_Required work_
In the listing below, every line with the word "positions" needs to be copied.

_Information_
------------------------------------

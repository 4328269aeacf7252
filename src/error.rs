//! Error types for layouts, settings and content loading

use thiserror::Error;

/// Errors raised while resolving a layout
#[derive(Debug, Clone, PartialEq, Error)]
pub enum LayoutError {
    #[error("layout calculator not found: {0}")]
    UnknownMode(String),

    #[error("layout parameter `{key}` has the wrong type (expected {expected})")]
    InvalidParam { key: String, expected: &'static str },

    #[error("tile `{id}` is {width} cells wide but the grid only has {columns} columns")]
    TileTooWide { id: String, width: u32, columns: u32 },
}

/// Errors raised while loading or saving settings
#[derive(Debug, Error)]
pub enum SettingsError {
    #[error("failed to read settings: {0}")]
    Io(#[from] std::io::Error),

    #[error("failed to parse settings: {0}")]
    Parse(#[from] serde_json::Error),
}

/// A failed background content load for one tile
#[derive(Debug, Clone, PartialEq, Error)]
pub enum ContentError {
    #[error("no asset reference for {0}")]
    MissingAsset(String),

    #[error("failed to load {asset}: {reason}")]
    LoadFailed { asset: String, reason: String },
}
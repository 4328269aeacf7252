//! The seven built-in arrangements
//!
//! Defaults match the values the scene was tuned with. Each calculator reports
//! the parameters it actually used so callers can see which defaults applied.

use std::cmp::Ordering;
use std::f32::consts::{PI, TAU};

use glam::Vec3;
use rand::{Rng, SeedableRng};
use rand_pcg::Pcg32;

use super::{
    CameraPlacement, InteractionMode, LayoutCalculator, LayoutMode, LayoutParams, LayoutResult,
    ParamValue,
};
use crate::consts::{CONSTELLATION_MAX_ATTEMPTS, GOLDEN_RATIO, MIN_CAMERA_DISTANCE};
use crate::error::LayoutError;
use crate::transform::Transform;
use crate::{look_rotation, normalized_index, yaw_toward};

/// Column/row count for `count` items at the given aspect ratio
pub fn grid_dimensions(count: usize, aspect_ratio: f32) -> (usize, usize) {
    if count == 0 {
        return (0, 0);
    }
    let cols = ((count as f32 * aspect_ratio).sqrt().ceil() as usize).clamp(1, count);
    (cols, count.div_ceil(cols))
}

/// Rows of columns, centred on the origin
pub struct GridLayout;

impl LayoutCalculator for GridLayout {
    fn mode(&self) -> LayoutMode {
        LayoutMode::Grid
    }

    fn calculate(&self, item_count: usize, params: &LayoutParams) -> Result<LayoutResult, LayoutError> {
        let spacing = params.number("spacing", 3.0)?;
        let aspect_ratio = params.number("aspectRatio", 1.5)?;

        let (cols, rows) = grid_dimensions(item_count, aspect_ratio);
        let total_width = cols.saturating_sub(1) as f32 * spacing;
        let total_height = rows.saturating_sub(1) as f32 * spacing;

        let transforms = (0..item_count)
            .map(|i| {
                let col = i % cols;
                let row = i / cols;
                let x = col as f32 * spacing - total_width / 2.0;
                let y = -(row as f32 * spacing - total_height / 2.0);
                Transform::at(Vec3::new(x, y, 0.0))
            })
            .collect();

        let distance = (total_width.max(total_height) * 0.8).max(MIN_CAMERA_DISTANCE);

        Ok(LayoutResult {
            mode: LayoutMode::Grid,
            item_count,
            transforms,
            camera: CameraPlacement {
                position: Vec3::new(0.0, 0.0, distance),
                target: Vec3::ZERO,
                fov: 50.0,
            },
            params: LayoutParams::new()
                .with("spacing", spacing)
                .with("aspectRatio", aspect_ratio)
                .with("columns", cols)
                .with("rows", rows),
            interaction_mode: InteractionMode::Hover,
            physics_enabled: true,
        })
    }
}

/// Rising spiral around the vertical axis
pub struct SpiralLayout;

impl LayoutCalculator for SpiralLayout {
    fn mode(&self) -> LayoutMode {
        LayoutMode::Spiral
    }

    fn calculate(&self, item_count: usize, params: &LayoutParams) -> Result<LayoutResult, LayoutError> {
        let radius_start = params.number("radiusStart", 2.0)?;
        let radius_growth = params.number("radiusGrowth", 0.5)?;
        let height_growth = params.number("heightGrowth", 0.3)?;
        let rotations = params.number("rotations", 3.0)?;

        let n = item_count as f32;
        let angle_step = if item_count == 0 {
            0.0
        } else {
            TAU * rotations / n
        };

        let transforms = (0..item_count)
            .map(|i| {
                let t = normalized_index(i, item_count);
                let angle = i as f32 * angle_step;
                let radius = radius_start + t * radius_growth * n;
                let x = angle.cos() * radius;
                let y = t * height_growth * n - (height_growth * n) / 2.0;
                let z = angle.sin() * radius;
                let position = Vec3::new(x, y, z);
                let yaw = yaw_toward(position, Vec3::new(0.0, y, 0.0));
                Transform::at(position).with_rotation(Vec3::new(0.0, yaw, 0.0))
            })
            .collect();

        Ok(LayoutResult {
            mode: LayoutMode::Spiral,
            item_count,
            transforms,
            camera: CameraPlacement {
                position: Vec3::new(radius_start * 3.0, height_growth * n * 0.3, radius_start * 3.0),
                target: Vec3::ZERO,
                fov: 60.0,
            },
            params: LayoutParams::new()
                .with("radiusStart", radius_start)
                .with("radiusGrowth", radius_growth)
                .with("heightGrowth", height_growth)
                .with("rotations", rotations),
            interaction_mode: InteractionMode::Drag,
            physics_enabled: true,
        })
    }
}

/// Fibonacci sphere: near-uniform points on a sphere surface
pub struct SphereLayout;

impl LayoutCalculator for SphereLayout {
    fn mode(&self) -> LayoutMode {
        LayoutMode::Sphere
    }

    fn calculate(&self, item_count: usize, params: &LayoutParams) -> Result<LayoutResult, LayoutError> {
        let radius = params.number("radius", 8.0)?;
        let angle_increment = TAU * GOLDEN_RATIO;

        let transforms = (0..item_count)
            .map(|i| {
                let t = normalized_index(i, item_count);
                let inclination = (1.0 - 2.0 * t).clamp(-1.0, 1.0).acos();
                let azimuth = angle_increment * i as f32;

                let position = Vec3::new(
                    radius * inclination.sin() * azimuth.cos(),
                    radius * inclination.sin() * azimuth.sin(),
                    radius * inclination.cos(),
                );
                Transform::at(position)
                    .with_rotation(look_rotation(position, Vec3::ZERO))
                    .with_uniform_scale(0.8)
            })
            .collect();

        Ok(LayoutResult {
            mode: LayoutMode::Sphere,
            item_count,
            transforms,
            camera: CameraPlacement {
                position: Vec3::new(0.0, 0.0, radius * 2.0),
                target: Vec3::ZERO,
                fov: 50.0,
            },
            params: LayoutParams::new().with("radius", radius),
            interaction_mode: InteractionMode::Drag,
            physics_enabled: false,
        })
    }
}

/// Grid receding in depth with a sinusoidal height per column
pub struct WaveLayout;

impl LayoutCalculator for WaveLayout {
    fn mode(&self) -> LayoutMode {
        LayoutMode::Wave
    }

    fn calculate(&self, item_count: usize, params: &LayoutParams) -> Result<LayoutResult, LayoutError> {
        let spacing = params.number("spacing", 2.5)?;
        let amplitude = params.number("amplitude", 3.0)?;
        let frequency = params.number("frequency", 0.5)?;
        let phase = params.number("phase", 0.0)?;

        let (cols, rows) = grid_dimensions(item_count, 1.5);
        let total_width = cols.saturating_sub(1) as f32 * spacing;

        let transforms = (0..item_count)
            .map(|i| {
                let col = i % cols;
                let row = i / cols;
                let wave = (col as f32 * frequency + phase).sin();
                let x = col as f32 * spacing - total_width / 2.0;
                let z = -(row as f32 * spacing);
                Transform::at(Vec3::new(x, wave * amplitude, z))
                    .with_rotation(Vec3::new(0.0, 0.0, wave * 0.2))
            })
            .collect();

        Ok(LayoutResult {
            mode: LayoutMode::Wave,
            item_count,
            transforms,
            camera: CameraPlacement {
                position: Vec3::new(
                    0.0,
                    amplitude * 2.0,
                    (total_width * 0.8).max(MIN_CAMERA_DISTANCE),
                ),
                target: Vec3::new(0.0, 0.0, -(rows as f32 * spacing) / 2.0),
                fov: 50.0,
            },
            params: LayoutParams::new()
                .with("spacing", spacing)
                .with("amplitude", amplitude)
                .with("frequency", frequency)
                .with("phase", phase),
            interaction_mode: InteractionMode::Hover,
            physics_enabled: true,
        })
    }
}

/// Seeded scatter with a minimum spacing between points
pub struct ConstellationLayout;

impl LayoutCalculator for ConstellationLayout {
    fn mode(&self) -> LayoutMode {
        LayoutMode::Constellation
    }

    fn calculate(&self, item_count: usize, params: &LayoutParams) -> Result<LayoutResult, LayoutError> {
        let spread = params.number("spread", 15.0)?;
        let min_distance = params.number("minDistance", 2.0)?;
        let seed = params.seed("seed", 42)?;

        let mut rng = Pcg32::seed_from_u64(seed);
        let mut positions: Vec<Vec3> = Vec::with_capacity(item_count);
        let mut transforms = Vec::with_capacity(item_count);

        for _ in 0..item_count {
            // When every attempt is too close, the last candidate stands
            let mut position = Vec3::ZERO;
            for _ in 0..CONSTELLATION_MAX_ATTEMPTS {
                position = Vec3::new(
                    (rng.random::<f32>() - 0.5) * spread,
                    (rng.random::<f32>() - 0.5) * spread,
                    (rng.random::<f32>() - 0.5) * spread * 0.5,
                );
                let clearance = positions
                    .iter()
                    .map(|p| p.distance(position))
                    .fold(f32::INFINITY, f32::min);
                if clearance >= min_distance {
                    break;
                }
            }
            positions.push(position);

            let rotation = Vec3::new(
                (rng.random::<f32>() - 0.5) * 0.3,
                (rng.random::<f32>() - 0.5) * 0.3,
                (rng.random::<f32>() - 0.5) * 0.2,
            );
            transforms.push(Transform::at(position).with_rotation(rotation));
        }

        Ok(LayoutResult {
            mode: LayoutMode::Constellation,
            item_count,
            transforms,
            camera: CameraPlacement {
                position: Vec3::new(spread * 0.8, spread * 0.3, spread * 1.2),
                target: Vec3::ZERO,
                fov: 50.0,
            },
            params: LayoutParams::new()
                .with("spread", spread)
                .with("minDistance", min_distance)
                .with("seed", seed)
                .with("positions", positions),
            interaction_mode: InteractionMode::Drag,
            physics_enabled: true,
        })
    }
}

/// Ring of tiles; the current one is full size, others shrink with distance
pub struct CarouselLayout;

impl LayoutCalculator for CarouselLayout {
    fn mode(&self) -> LayoutMode {
        LayoutMode::Carousel
    }

    fn calculate(&self, item_count: usize, params: &LayoutParams) -> Result<LayoutResult, LayoutError> {
        let radius = params.number("radius", 12.0)?;
        let tilt = params.number("tilt", 0.2)?;
        let current_index = params.seed("currentIndex", 0)? as usize;

        let n = item_count.max(1);
        let current = current_index % n;
        let angle_step = TAU / n as f32;

        let transforms = (0..item_count)
            .map(|i| {
                let angle = i as f32 * angle_step;
                let position = Vec3::new(
                    angle.sin() * radius,
                    angle.sin() * tilt * 2.0,
                    angle.cos() * radius,
                );
                let offset = i.abs_diff(current);
                let circular_distance = offset.min(item_count - offset);
                let scale = 1.0 - (circular_distance as f32 / item_count as f32) * 0.3;
                Transform::at(position)
                    .with_rotation(Vec3::new(0.0, -angle + PI, 0.0))
                    .with_uniform_scale(scale)
            })
            .collect();

        Ok(LayoutResult {
            mode: LayoutMode::Carousel,
            item_count,
            transforms,
            camera: CameraPlacement {
                position: Vec3::new(0.0, 3.0, radius * 1.8),
                target: Vec3::ZERO,
                fov: 50.0,
            },
            params: LayoutParams::new()
                .with("radius", radius)
                .with("tilt", tilt)
                .with("currentIndex", current),
            interaction_mode: InteractionMode::Click,
            physics_enabled: false,
        })
    }
}

/// Gently bowed line with tiles alternating left and right
pub struct TimelineLayout;

impl LayoutCalculator for TimelineLayout {
    fn mode(&self) -> LayoutMode {
        LayoutMode::Timeline
    }

    fn calculate(&self, item_count: usize, params: &LayoutParams) -> Result<LayoutResult, LayoutError> {
        let spacing = params.number("spacing", 4.0)?;
        let curve = params.number("curve", 0.5)?;
        let dates = params.list("dates")?;

        let slots = timeline_slots(item_count, dates);
        let span = item_count.saturating_sub(1) as f32 * spacing;

        let transforms = slots
            .iter()
            .map(|&slot| {
                let t = normalized_index(slot, item_count);
                let side = if slot % 2 == 0 { 1.0 } else { -1.0 };
                let x = slot as f32 * spacing - span / 2.0 + side * 1.5;
                let y = (t * PI).sin() * curve;
                let z = -t * 2.0;
                Transform::at(Vec3::new(x, y, z))
                    .with_rotation(Vec3::new(0.0, side * 0.3, 0.0))
                    .with_uniform_scale(0.9)
            })
            .collect();

        let n = item_count as f32;
        Ok(LayoutResult {
            mode: LayoutMode::Timeline,
            item_count,
            transforms,
            camera: CameraPlacement {
                position: Vec3::new(
                    0.0,
                    curve * 3.0,
                    (n * spacing * 0.4).max(MIN_CAMERA_DISTANCE),
                ),
                target: Vec3::new(0.0, 0.0, -n),
                fov: 60.0,
            },
            params: LayoutParams::new()
                .with("spacing", spacing)
                .with("curve", curve)
                .with("dates", dates.to_vec()),
            interaction_mode: InteractionMode::Hover,
            physics_enabled: true,
        })
    }
}

/// Slot along the timeline for each item index.
///
/// Items are ordered by their date (numbers before strings, ISO strings sort
/// chronologically); items without a date keep index order after dated ones.
pub fn timeline_slots(item_count: usize, dates: &[ParamValue]) -> Vec<usize> {
    let mut order: Vec<usize> = (0..item_count).collect();
    if !dates.is_empty() {
        order.sort_by(|&a, &b| compare_dates(dates.get(a), dates.get(b)));
    }

    let mut slots = vec![0; item_count];
    for (slot, &index) in order.iter().enumerate() {
        slots[index] = slot;
    }
    slots
}

fn compare_dates(a: Option<&ParamValue>, b: Option<&ParamValue>) -> Ordering {
    fn rank(value: Option<&ParamValue>) -> u8 {
        match value {
            Some(ParamValue::Number(_)) => 0,
            Some(ParamValue::Text(_)) => 1,
            _ => 2,
        }
    }
    match (a, b) {
        (Some(ParamValue::Number(x)), Some(ParamValue::Number(y))) => x.total_cmp(y),
        (Some(ParamValue::Text(x)), Some(ParamValue::Text(y))) => x.cmp(y),
        _ => rank(a).cmp(&rank(b)),
    }
}
//! Tilescape - animated 3D arrangements of content tiles
//!
//! Core modules:
//! - `layout`: Pure layout calculators and the closed mode registry
//! - `sim`: Frame-driven simulation (springs, forces, transitions, hit-testing)
//! - `scene`: Scene controller wiring input, layouts and the renderer binding
//! - `renderer`: Renderer binding trait, camera projection, instance records
//! - `content`: Content records and background load plumbing
//! - `settings`: Data-driven tunables

pub mod content;
pub mod error;
pub mod layout;
pub mod renderer;
pub mod scene;
pub mod settings;
pub mod sim;
pub mod transform;

pub use content::ContentItem;
pub use error::{ContentError, LayoutError, SettingsError};
pub use layout::{LayoutMode, LayoutParams, LayoutRegistry, LayoutResult, ParamValue};
pub use scene::Scene;
pub use settings::{MotionPreset, SceneSettings};
pub use sim::{
    DisplayMode, GeometryShape, InputEvent, SceneEvent, ScenePhase, TileId, TransitionRequest,
};
pub use transform::Transform;

use glam::{EulerRot, Quat, Vec3};

/// Scene configuration constants (defaults for `SceneSettings`)
pub mod consts {
    /// Fixed timestep used by the headless demo (60 Hz)
    pub const SIM_DT: f32 = 1.0 / 60.0;

    /// Spring coefficients while tiles orbit idle (looser)
    pub const IDLE_SPRING_STRENGTH: f32 = 0.02;
    pub const IDLE_DAMPING: f32 = 0.92;
    /// Spring coefficients once the scene is active (tighter)
    pub const ACTIVE_SPRING_STRENGTH: f32 = 0.05;
    pub const ACTIVE_DAMPING: f32 = 0.85;
    pub const ROTATION_SPRING_STRENGTH: f32 = 0.03;

    /// Per-frame self-spin applied to idle tiles (radians)
    pub const IDLE_SPIN: [f32; 3] = [0.002, 0.003, 0.0];

    /// Idle orbit around the focal point
    pub const ORBIT_RADIUS: f32 = 8.0;
    pub const ORBIT_SPEED: f32 = 0.3;
    pub const ORBIT_BOB: f32 = 0.5;

    /// Transition timing (seconds)
    pub const STAGGER_STEP: f32 = 0.03;
    pub const DEFAULT_TRANSITION_DURATION: f32 = 1.5;
    pub const ACTIVATION_DURATION: f32 = 2.0;

    /// Drag/throw
    pub const DRAG_HISTORY_LEN: usize = 5;
    pub const THROW_VELOCITY_MULTIPLIER: f32 = 0.3;

    /// Edge length of the default cube geometry
    pub const TILE_BASE_SIZE: f32 = 2.0;

    /// Closest a layout camera may sit to its target
    pub const MIN_CAMERA_DISTANCE: f32 = 6.0;

    /// Constellation rejection sampling budget per item
    pub const CONSTELLATION_MAX_ATTEMPTS: u32 = 50;

    /// Golden ratio (Fibonacci sphere)
    pub const GOLDEN_RATIO: f32 = 1.618_034;
}

/// Yaw (rotation about +Y) that turns an object at `from` to face `to`
#[inline]
pub fn yaw_toward(from: Vec3, to: Vec3) -> f32 {
    let dir = to - from;
    dir.x.atan2(dir.z)
}

/// Euler XYZ rotation that points an object's local +Z from `from` toward `to`
pub fn look_rotation(from: Vec3, to: Vec3) -> Vec3 {
    let dir = (to - from).normalize_or_zero();
    if dir == Vec3::ZERO {
        return Vec3::ZERO;
    }
    let (x, y, z) = Quat::from_rotation_arc(Vec3::Z, dir).to_euler(EulerRot::XYZ);
    Vec3::new(x, y, z)
}

/// Normalized index `i / (count - 1)`, 0 for a single item
#[inline]
pub fn normalized_index(i: usize, count: usize) -> f32 {
    if count <= 1 {
        0.0
    } else {
        i as f32 / (count - 1) as f32
    }
}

------------------------------------

_Result of the task_
        let mut positions: Vec<Vec3> = Vec::with_capacity(item_count);
                let clearance = positions
            positions.push(position);
                .with("positions", positions),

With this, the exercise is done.